In defending the contract to the comptroller’s investigators, Newark officials said they followed all necessary steps such contracts require, including appearing before the Local Finance Board to apply for muncipal bonds, getting City Council’s approval for the contract, and submitting the contract to the comptroller’s office as state law requires.
Investigators acknowledged that Newark took those steps.
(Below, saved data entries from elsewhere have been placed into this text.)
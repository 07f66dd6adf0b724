use chrono::{DateTime, Utc};
use serde::{Deserialize, Serialize};
use utoipa::ToSchema;
use uuid::Uuid;

use super::trace::TraceEntry;

#[derive(Debug, Clone, Copy, Serialize, Deserialize, PartialEq, Eq, Default, ToSchema)]
#[serde(rename_all = "snake_case")]
pub enum RunStatus {
    #[default]
    Running,
    Completed,
    Failed,
    Cancelled,
}

impl RunStatus {
    pub fn as_str(&self) -> &'static str {
        match self {
            Self::Running => "running",
            Self::Completed => "completed",
            Self::Failed => "failed",
            Self::Cancelled => "cancelled",
        }
    }

    pub fn parse(s: &str) -> Option<Self> {
        match s {
            "running" => Some(Self::Running),
            "completed" => Some(Self::Completed),
            "failed" => Some(Self::Failed),
            "cancelled" => Some(Self::Cancelled),
            _ => None,
        }
    }

    pub fn is_terminal(&self) -> bool {
        !matches!(self, Self::Running)
    }
}

/// One end-to-end pipeline execution. Owned exclusively by the orchestrator
/// for its lifetime; the durable projection is the stored solution entry,
/// never the run itself.
#[derive(Debug, Clone, Serialize, Deserialize)]
pub struct Run {
    pub id: Uuid,
    pub created_at: DateTime<Utc>,
    pub trace: Vec<TraceEntry>,
    pub status: RunStatus,
}

impl Run {
    pub fn new() -> Self {
        Self {
            id: Uuid::new_v4(),
            created_at: Utc::now(),
            trace: Vec::new(),
            status: RunStatus::Running,
        }
    }

    pub fn record(&mut self, entry: TraceEntry) {
        self.trace.push(entry);
    }

    pub fn complete(&mut self) {
        self.status = RunStatus::Completed;
    }

    pub fn fail(&mut self) {
        self.status = RunStatus::Failed;
    }

    /// Cancellation discards the partial trace: nothing about a cancelled
    /// run is observable afterwards.
    pub fn cancel(&mut self) {
        self.status = RunStatus::Cancelled;
        self.trace.clear();
    }
}

impl Default for Run {
    fn default() -> Self {
        Self::new()
    }
}
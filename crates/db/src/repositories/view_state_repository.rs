use crate::error::DbError;
use crate::models::{ViewStateRow, ViewStateSnapshot};
use solver_core::ViewState;
use sqlx::SqlitePool;
use tracing::warn;

#[derive(Clone)]
pub struct ViewStateRepository {
    pool: SqlitePool,
}

impl ViewStateRepository {
    pub fn new(pool: SqlitePool) -> Self {
        Self { pool }
    }

    /// Upsert the snapshot for a session.
    ///
    /// Transient states are rejected; a session stuck mid-run must restore
    /// to `Input`, never replay a half-finished pipeline.
    pub async fn save(&self, snapshot: &ViewStateSnapshot) -> Result<(), DbError> {
        if !snapshot.state.is_persistable() {
            return Err(DbError::UnpersistableState(
                snapshot.state.as_str().to_string(),
            ));
        }

        let row = ViewStateRow::from(snapshot);

        sqlx::query(
            r#"
            INSERT INTO view_states (session_id, state, transcript, extraction_confidence, entry_id, updated_at)
            VALUES (?, ?, ?, ?, ?, ?)
            ON CONFLICT(session_id) DO UPDATE SET
                state = excluded.state,
                transcript = excluded.transcript,
                extraction_confidence = excluded.extraction_confidence,
                entry_id = excluded.entry_id,
                updated_at = excluded.updated_at
            "#,
        )
        .bind(&row.session_id)
        .bind(&row.state)
        .bind(&row.transcript)
        .bind(row.extraction_confidence)
        .bind(&row.entry_id)
        .bind(row.updated_at)
        .execute(&self.pool)
        .await?;

        Ok(())
    }

    /// Load the snapshot for a session, if one was ever saved.
    ///
    /// Rows written before the persistability guard existed may still hold
    /// a transient state; those restore as a fresh `Input` snapshot.
    pub async fn load(&self, session_id: &str) -> Result<Option<ViewStateSnapshot>, DbError> {
        let row: Option<ViewStateRow> = sqlx::query_as(
            r#"
            SELECT session_id, state, transcript, extraction_confidence, entry_id, updated_at
            FROM view_states
            WHERE session_id = ?
            "#,
        )
        .bind(session_id)
        .fetch_optional(&self.pool)
        .await?;

        Ok(row.map(|r| {
            let snapshot = r.into_domain();
            if snapshot.state == ViewState::Processing {
                warn!(session_id = %snapshot.session_id, "discarding stale processing state");
                ViewStateSnapshot::initial(snapshot.session_id)
            } else {
                snapshot
            }
        }))
    }

    pub async fn clear(&self, session_id: &str) -> Result<bool, DbError> {
        let result = sqlx::query("DELETE FROM view_states WHERE session_id = ?")
            .bind(session_id)
            .execute(&self.pool)
            .await?;

        Ok(result.rows_affected() > 0)
    }
}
But Newark still “improperly relied on the Adopt-a-Park statute and failed to comply with all applicable procurement laws,” investigators wrote.
“There are legally permissible and transparent ways for the city of Newark to partner with companies and nonprofits while also complying with public contracting law, but that did not happen here,” Walsh said. “The public bidding process in New Jersey exists to prevent both favoritism and the appearance of favoritism when taxpayer money is being spent.”
Investigators recommended ways Newark — and all New Jersey municipalities — should ensure they abide by procurement laws and properly spend taxpayer dollars.
Newark agreed to implement the recommendations, which include educating staff and elected officials about public bidding and the Adopt-a-Park statute and updating the city’s policies and procedures to ensure the law is followed.